### Aim of the exercise
Give again only those lines from the start of the entries through the line holding "pub fn performance_table(summary: &[ClusterSummaryRecord])", leaving them as they are.

** Opening Provided records block **

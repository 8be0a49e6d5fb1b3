//! Cluster performance table

use crate::data::ClusterSummaryRecord;

/// Displayed columns, in order. The cluster label is not shown.
pub const TABLE_COLUMNS: [&str; 6] = [
    "Strategic Name",
    "Recency_Mean",
    "Frequency_Mean",
    "Monetary_Mean",
    "Count",
    "Percentage",
];

#[derive(Debug, Clone, PartialEq)]
pub struct TableRow {
    pub strategic_name: String,
    pub recency_mean: f64,
    pub frequency_mean: f64,
    pub monetary_mean: f64,
    pub count: i64,
    pub percentage: f64,
}

impl TableRow {
    fn cells(&self) -> [String; 6] {
        [
            self.strategic_name.clone(),
            format!("{:.2}", self.recency_mean),
            format!("{:.2}", self.frequency_mean),
            format!("{:.2}", self.monetary_mean),
            self.count.to_string(),
            format!("{:.2}", self.percentage),
        ]
    }
}

/// Summary rows sorted by mean Monetary, highest first
pub fn performance_table(summary: &[ClusterSummaryRecord]) -> Vec<TableRow> {
    let mut rows: Vec<TableRow> = summary
        .iter()
        .map(|s| TableRow {
            strategic_name: s.strategic_name.clone(),
            recency_mean: s.recency_mean,
            frequency_mean: s.frequency_mean,
            monetary_mean: s.monetary_mean,
            count: s.count,
            percentage: s.percentage,
        })
        .collect();

    // Stable, so ties keep file order.
    rows.sort_by(|a, b| b.monetary_mean.total_cmp(&a.monetary_mean));
    rows
}

/// Render rows as a fixed-width text table
pub fn format_table(rows: &[TableRow]) -> String {
    let cells: Vec<[String; 6]> = rows.iter().map(TableRow::cells).collect();

    let mut widths: [usize; 6] = TABLE_COLUMNS.map(|c| c.chars().count());
    for row in &cells {
        for (width, cell) in widths.iter_mut().zip(row.iter()) {
            *width = (*width).max(cell.chars().count());
        }
    }

    let header: Vec<String> = TABLE_COLUMNS
        .iter()
        .zip(widths)
        .map(|(name, width)| pad(name, width, true))
        .collect();
    let rule: Vec<String> = widths.iter().map(|&w| "-".repeat(w)).collect();

    let mut lines = vec![header.join(" | "), rule.join("-|-")];
    lines.extend(cells.iter().map(|row| {
        row.iter()
            .zip(widths)
            .enumerate()
            .map(|(i, (cell, width))| pad(cell, width, i == 0))
            .collect::<Vec<_>>()
            .join(" | ")
    }));

    lines.iter().map(|line| format!("  {}\n", line)).collect()
}

/// Pad by character count so names with emoji line up with plain text
fn pad(text: &str, width: usize, left_align: bool) -> String {
    let fill = " ".repeat(width.saturating_sub(text.chars().count()));
    if left_align {
        format!("{}{}", text, fill)
    } else {
        format!("{}{}", fill, text)
    }
}

#[cfg(test)]
mod tests {
    use super::*;

    fn record(name: &str, monetary: f64) -> ClusterSummaryRecord {
        ClusterSummaryRecord {
            cluster_label: 0,
            recency_mean: 10.0,
            frequency_mean: 2.0,
            monetary_mean: monetary,
            count: 5,
            percentage: 20.0,
            strategic_name: name.to_string(),
        }
    }

    #[test]
    fn test_sorted_by_monetary_descending() {
        let summary = vec![
            record("low", 100.0),
            record("high", 9000.0),
            record("mid", 1500.0),
            record("mid-tie", 1500.0),
        ];
        let rows = performance_table(&summary);

        for pair in rows.windows(2) {
            assert!(pair[0].monetary_mean >= pair[1].monetary_mean);
        }
        let names: Vec<&str> = rows.iter().map(|r| r.strategic_name.as_str()).collect();
        assert_eq!(names, vec!["high", "mid", "mid-tie", "low"]);
    }

    #[test]
    fn test_format_table_columns() {
        let rows = performance_table(&[record("Best", 8200.5)]);
        let text = format_table(&rows);
        let lines: Vec<&str> = text.lines().collect();

        assert_eq!(lines.len(), 3);
        assert!(lines[0].trim_start().starts_with("Strategic Name"));
        assert!(lines[0].contains("Percentage"));
        assert!(!lines[0].contains("Cluster_Label"));
        assert!(lines[2].contains("8200.50"));
    }

    #[test]
    fn test_empty_table_has_header_only() {
        let text = format_table(&[]);
        assert_eq!(text.lines().count(), 2);
    }

    #[test]
    fn test_rows_are_aligned() {
        let rows = performance_table(&[record("0 - Best Customers 🏆", 8200.5), record("Cluster 7", 12.0)]);
        let text = format_table(&rows);

        let widths: Vec<usize> = text.lines().map(|l| l.chars().count()).collect();
        assert_eq!(widths.len(), 4);
        assert!(widths.iter().all(|&w| w == widths[0]));
        assert!(text.ends_with('\n'));
    }
}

** Closing Provided records block **

### Output of the task
repository 8be0a49e6d5fb1b3
//! Cluster performance table

use crate::data::ClusterSummaryRecord;

/// Displayed columns, in order. The cluster label is not shown.
pub const TABLE_COLUMNS: [&str; 6] = [
    "Strategic Name",
    "Recency_Mean",
    "Frequency_Mean",
    "Monetary_Mean",
    "Count",
    "Percentage",
];

#[derive(Debug, Clone, PartialEq)]
pub struct TableRow {
    pub strategic_name: String,
    pub recency_mean: f64,
    pub frequency_mean: f64,
    pub monetary_mean: f64,
    pub count: i64,
    pub percentage: f64,
}

impl TableRow {
    fn cells(&self) -> [String; 6] {
        [
            self.strategic_name.clone(),
            format!("{:.2}", self.recency_mean),
            format!("{:.2}", self.frequency_mean),
            format!("{:.2}", self.monetary_mean),
            self.count.to_string(),
            format!("{:.2}", self.percentage),
        ]
    }
}

/// Summary rows sorted by mean Monetary, highest first
pub fn performance_table(summary: &[ClusterSummaryRecord]) -> Vec<TableRow> {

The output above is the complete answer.